[AIM OF THE TASK] In the data below, one line contains "single named logger." and a later one contains "the given level.". Print both, with every line between them, exactly and alone.

[Stored data]
= = = = = = =
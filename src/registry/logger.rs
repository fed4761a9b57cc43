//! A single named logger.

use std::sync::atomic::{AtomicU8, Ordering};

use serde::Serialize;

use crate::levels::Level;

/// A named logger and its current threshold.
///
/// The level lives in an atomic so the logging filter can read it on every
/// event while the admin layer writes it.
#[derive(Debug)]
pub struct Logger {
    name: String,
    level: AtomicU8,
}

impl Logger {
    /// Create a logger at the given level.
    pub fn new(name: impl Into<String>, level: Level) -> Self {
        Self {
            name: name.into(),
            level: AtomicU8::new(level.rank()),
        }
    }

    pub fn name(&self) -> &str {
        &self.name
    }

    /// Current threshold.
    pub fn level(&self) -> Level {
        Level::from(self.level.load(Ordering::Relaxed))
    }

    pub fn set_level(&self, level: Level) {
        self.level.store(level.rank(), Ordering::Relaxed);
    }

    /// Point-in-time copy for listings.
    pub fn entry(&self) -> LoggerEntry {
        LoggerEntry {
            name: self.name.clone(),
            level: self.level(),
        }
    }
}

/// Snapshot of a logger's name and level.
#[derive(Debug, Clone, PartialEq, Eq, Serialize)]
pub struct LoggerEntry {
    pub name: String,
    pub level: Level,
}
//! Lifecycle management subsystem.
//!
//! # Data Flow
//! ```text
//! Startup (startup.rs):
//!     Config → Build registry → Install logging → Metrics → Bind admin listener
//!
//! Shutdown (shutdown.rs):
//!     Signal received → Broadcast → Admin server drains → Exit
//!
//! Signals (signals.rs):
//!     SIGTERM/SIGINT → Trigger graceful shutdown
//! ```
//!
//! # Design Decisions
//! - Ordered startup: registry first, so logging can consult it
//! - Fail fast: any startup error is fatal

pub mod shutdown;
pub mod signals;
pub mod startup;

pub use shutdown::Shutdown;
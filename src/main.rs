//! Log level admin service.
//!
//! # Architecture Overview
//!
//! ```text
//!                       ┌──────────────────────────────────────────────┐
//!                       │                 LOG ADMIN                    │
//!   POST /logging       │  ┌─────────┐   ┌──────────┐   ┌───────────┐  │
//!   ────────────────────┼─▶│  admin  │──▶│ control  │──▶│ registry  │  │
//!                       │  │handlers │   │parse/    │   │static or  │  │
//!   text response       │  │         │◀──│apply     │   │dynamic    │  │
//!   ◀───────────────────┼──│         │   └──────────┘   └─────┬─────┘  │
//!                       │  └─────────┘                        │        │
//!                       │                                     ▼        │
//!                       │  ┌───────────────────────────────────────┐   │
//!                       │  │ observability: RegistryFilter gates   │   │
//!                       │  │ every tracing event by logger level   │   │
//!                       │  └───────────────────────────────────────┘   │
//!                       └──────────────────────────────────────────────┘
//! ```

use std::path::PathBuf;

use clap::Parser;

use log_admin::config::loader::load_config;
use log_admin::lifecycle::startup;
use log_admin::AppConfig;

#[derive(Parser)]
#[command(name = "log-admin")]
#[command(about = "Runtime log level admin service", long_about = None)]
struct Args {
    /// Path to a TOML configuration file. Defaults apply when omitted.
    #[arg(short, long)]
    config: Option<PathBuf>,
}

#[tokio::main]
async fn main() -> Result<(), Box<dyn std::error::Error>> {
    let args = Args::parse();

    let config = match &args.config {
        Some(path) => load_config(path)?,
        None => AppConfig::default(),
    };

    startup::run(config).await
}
= = = = = = =
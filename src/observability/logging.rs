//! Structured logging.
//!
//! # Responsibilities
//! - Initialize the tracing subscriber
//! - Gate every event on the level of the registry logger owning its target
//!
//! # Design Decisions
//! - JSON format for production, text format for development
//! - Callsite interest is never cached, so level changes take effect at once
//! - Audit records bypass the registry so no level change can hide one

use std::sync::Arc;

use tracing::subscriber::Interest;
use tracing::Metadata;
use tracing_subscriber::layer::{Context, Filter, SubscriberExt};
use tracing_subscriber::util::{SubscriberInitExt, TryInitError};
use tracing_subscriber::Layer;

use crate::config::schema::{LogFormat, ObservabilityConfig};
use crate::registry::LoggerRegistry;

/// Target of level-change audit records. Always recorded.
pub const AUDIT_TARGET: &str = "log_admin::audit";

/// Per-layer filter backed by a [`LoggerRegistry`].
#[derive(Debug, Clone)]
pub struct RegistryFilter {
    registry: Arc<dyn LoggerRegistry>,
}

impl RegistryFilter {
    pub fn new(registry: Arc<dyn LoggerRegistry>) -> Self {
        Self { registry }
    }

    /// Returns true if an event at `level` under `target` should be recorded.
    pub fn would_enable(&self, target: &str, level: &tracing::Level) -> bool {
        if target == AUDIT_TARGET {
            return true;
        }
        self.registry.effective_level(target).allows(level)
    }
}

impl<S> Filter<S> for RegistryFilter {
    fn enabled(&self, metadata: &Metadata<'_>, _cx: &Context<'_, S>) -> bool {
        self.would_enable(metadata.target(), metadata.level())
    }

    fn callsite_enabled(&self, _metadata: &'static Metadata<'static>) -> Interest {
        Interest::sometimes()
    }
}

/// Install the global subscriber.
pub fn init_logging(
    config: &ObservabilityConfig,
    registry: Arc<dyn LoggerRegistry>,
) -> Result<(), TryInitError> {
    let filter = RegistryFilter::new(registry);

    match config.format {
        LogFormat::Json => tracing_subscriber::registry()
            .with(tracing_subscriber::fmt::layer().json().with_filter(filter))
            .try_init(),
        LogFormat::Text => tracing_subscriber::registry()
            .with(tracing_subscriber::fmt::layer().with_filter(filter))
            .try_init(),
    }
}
= = = = = = =
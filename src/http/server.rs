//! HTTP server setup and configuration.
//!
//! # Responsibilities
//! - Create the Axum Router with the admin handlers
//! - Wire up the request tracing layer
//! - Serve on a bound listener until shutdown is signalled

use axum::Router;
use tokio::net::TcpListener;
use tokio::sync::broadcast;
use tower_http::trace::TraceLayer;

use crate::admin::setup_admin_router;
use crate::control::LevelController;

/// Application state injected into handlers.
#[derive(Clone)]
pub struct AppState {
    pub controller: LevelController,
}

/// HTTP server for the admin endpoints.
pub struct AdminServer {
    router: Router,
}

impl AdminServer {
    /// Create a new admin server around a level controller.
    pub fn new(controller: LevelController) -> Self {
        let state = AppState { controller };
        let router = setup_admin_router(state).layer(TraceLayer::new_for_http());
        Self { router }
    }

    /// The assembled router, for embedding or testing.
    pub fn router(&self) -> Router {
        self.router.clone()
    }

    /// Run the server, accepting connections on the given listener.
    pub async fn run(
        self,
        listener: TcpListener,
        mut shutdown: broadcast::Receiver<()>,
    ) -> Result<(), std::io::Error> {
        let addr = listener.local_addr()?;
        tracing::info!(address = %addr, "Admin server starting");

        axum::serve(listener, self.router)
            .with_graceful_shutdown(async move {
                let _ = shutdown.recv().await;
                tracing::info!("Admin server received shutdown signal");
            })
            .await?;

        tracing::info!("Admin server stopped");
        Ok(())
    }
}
= = = = = = =
[TASK SOLUTION]
//! A single named logger.

use std::sync::atomic::{AtomicU8, Ordering};

use serde::Serialize;

use crate::levels::Level;

/// A named logger and its current threshold.
///
/// The level lives in an atomic so the logging filter can read it on every
/// event while the admin layer writes it.
#[derive(Debug)]
pub struct Logger {
    name: String,
    level: AtomicU8,
}

impl Logger {
    /// Create a logger at the given level.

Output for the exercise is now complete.